> Task goal:
Hunt for the word "buffered" across the entries below, copying each line that holds it.

(Stored data)
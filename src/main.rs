//! # Watt Node
//!
//! Mains energy telemetry node. Samples current once per interval, uploads
//! one reading per period, and keeps undelivered readings on disk until the
//! ingestion endpoint is reachable again.

use std::path::{Path, PathBuf};

use anyhow::{Context, Result};
use tokio::time::{interval, MissedTickBehavior};
use tracing::info;
use tracing_appender::non_blocking::WorkerGuard;
use tracing_subscriber::EnvFilter;

use watt_node::config::{Config, LoggingConfig};
use watt_node::TelemetryNode;

/// Configuration file used when no path is given
const DEFAULT_CONFIG_PATH: &str = "config/default.toml";

/// Number of ticks between status log messages
const STATUS_INTERVAL_TICKS: u64 = 300;

/// Prefix for rolled log files
const LOG_FILE_PREFIX: &str = "watt-node.log";

/// Main entry point for the telemetry node
///
/// # Control Flow
///
/// 1. **Initialization**
///    - Load configuration (first argument, or `config/default.toml`)
///    - Set up logging to stdout or a daily rolling file
///    - Restore the offline backlog and make the first connection attempt
///
/// 2. **Main Loop**
///    - One tick per sampling interval: link check, sensor read,
///      aggregation, delivery or buffering
///    - Log buffer and link status every few minutes
///    - Handle Ctrl+C for graceful shutdown
///
/// # Errors
///
/// Returns error if:
/// - The configuration file exists but is invalid
/// - The log directory cannot be used
/// - The uplink endpoint cannot be parsed
///
/// # Examples
///
/// ```bash
/// cargo run --release -- config/default.toml
/// ```
#[tokio::main]
async fn main() -> Result<()> {
    let config_path = std::env::args()
        .nth(1)
        .map(PathBuf::from)
        .unwrap_or_else(|| PathBuf::from(DEFAULT_CONFIG_PATH));
    let config = load_config(&config_path)?;

    let _log_guard = init_logging(&config.logging)?;

    info!("Watt Node v{} starting...", env!("CARGO_PKG_VERSION"));
    info!("Device ID: {}", config.device.device_id);
    info!("Uplink endpoint: {}", config.uplink.endpoint);

    let mut node = TelemetryNode::from_config(&config).context("Failed to build telemetry node")?;
    tokio::task::block_in_place(|| node.start(config.buffer.restore_on_boot));

    let mut ticker = interval(config.sampling.interval());
    // A tick can block on an upload for up to the uplink timeout
    ticker.set_missed_tick_behavior(MissedTickBehavior::Delay);

    info!("Sampling every {} ms", config.sampling.interval_ms);
    info!("Press Ctrl+C to exit");

    let mut tick_count: u64 = 0;

    loop {
        tokio::select! {
            _ = ticker.tick() => {
                tokio::task::block_in_place(|| node.tick());
                tick_count += 1;

                if tick_count % STATUS_INTERVAL_TICKS == 0 {
                    let stats = node.pipeline().stats();
                    info!(
                        "Status: link {:?}, {} buffered, {} live / {} replayed uploads, {} evicted",
                        node.pipeline().link_state(),
                        node.pipeline().buffer().len(),
                        stats.delivered_live,
                        stats.delivered_from_buffer,
                        stats.evicted
                    );
                }
            }

            _ = tokio::signal::ctrl_c() => {
                info!("Received Ctrl+C, shutting down...");
                info!(
                    "{} readings remain buffered at {}",
                    node.pipeline().buffer().len(),
                    node.pipeline().buffer().snapshot_path().display()
                );
                break;
            }
        }
    }

    Ok(())
}

/// Loads the configuration file, falling back to defaults if it is absent
fn load_config(path: &Path) -> Result<Config> {
    if path.exists() {
        Config::load(path).with_context(|| format!("Failed to load config from {}", path.display()))
    } else {
        eprintln!("Config file {} not found, using defaults", path.display());
        Ok(Config::default())
    }
}

/// Installs the global tracing subscriber.
///
/// `RUST_LOG` overrides the configured level. The returned guard must stay
/// alive for buffered file output to be flushed.
fn init_logging(logging: &LoggingConfig) -> Result<Option<WorkerGuard>> {
    let filter = EnvFilter::try_from_default_env().unwrap_or_else(|_| EnvFilter::new(&logging.level));

    match &logging.log_dir {
        Some(dir) => {
            std::fs::create_dir_all(dir)
                .with_context(|| format!("Failed to create log directory {}", dir.display()))?;
            let appender = tracing_appender::rolling::daily(dir, LOG_FILE_PREFIX);
            let (writer, guard) = tracing_appender::non_blocking(appender);
            tracing_subscriber::fmt()
                .with_env_filter(filter)
                .with_writer(writer)
                .with_ansi(false)
                .init();
            Ok(Some(guard))
        }
        None => {
            tracing_subscriber::fmt().with_env_filter(filter).init();
            Ok(None)
        }
    }
}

> Finished task:
                        "Status: link {:?}, {} buffered, {} live / {} replayed uploads, {} evicted",
                    "{} readings remain buffered at {}",
/// alive for buffered file output to be flushed.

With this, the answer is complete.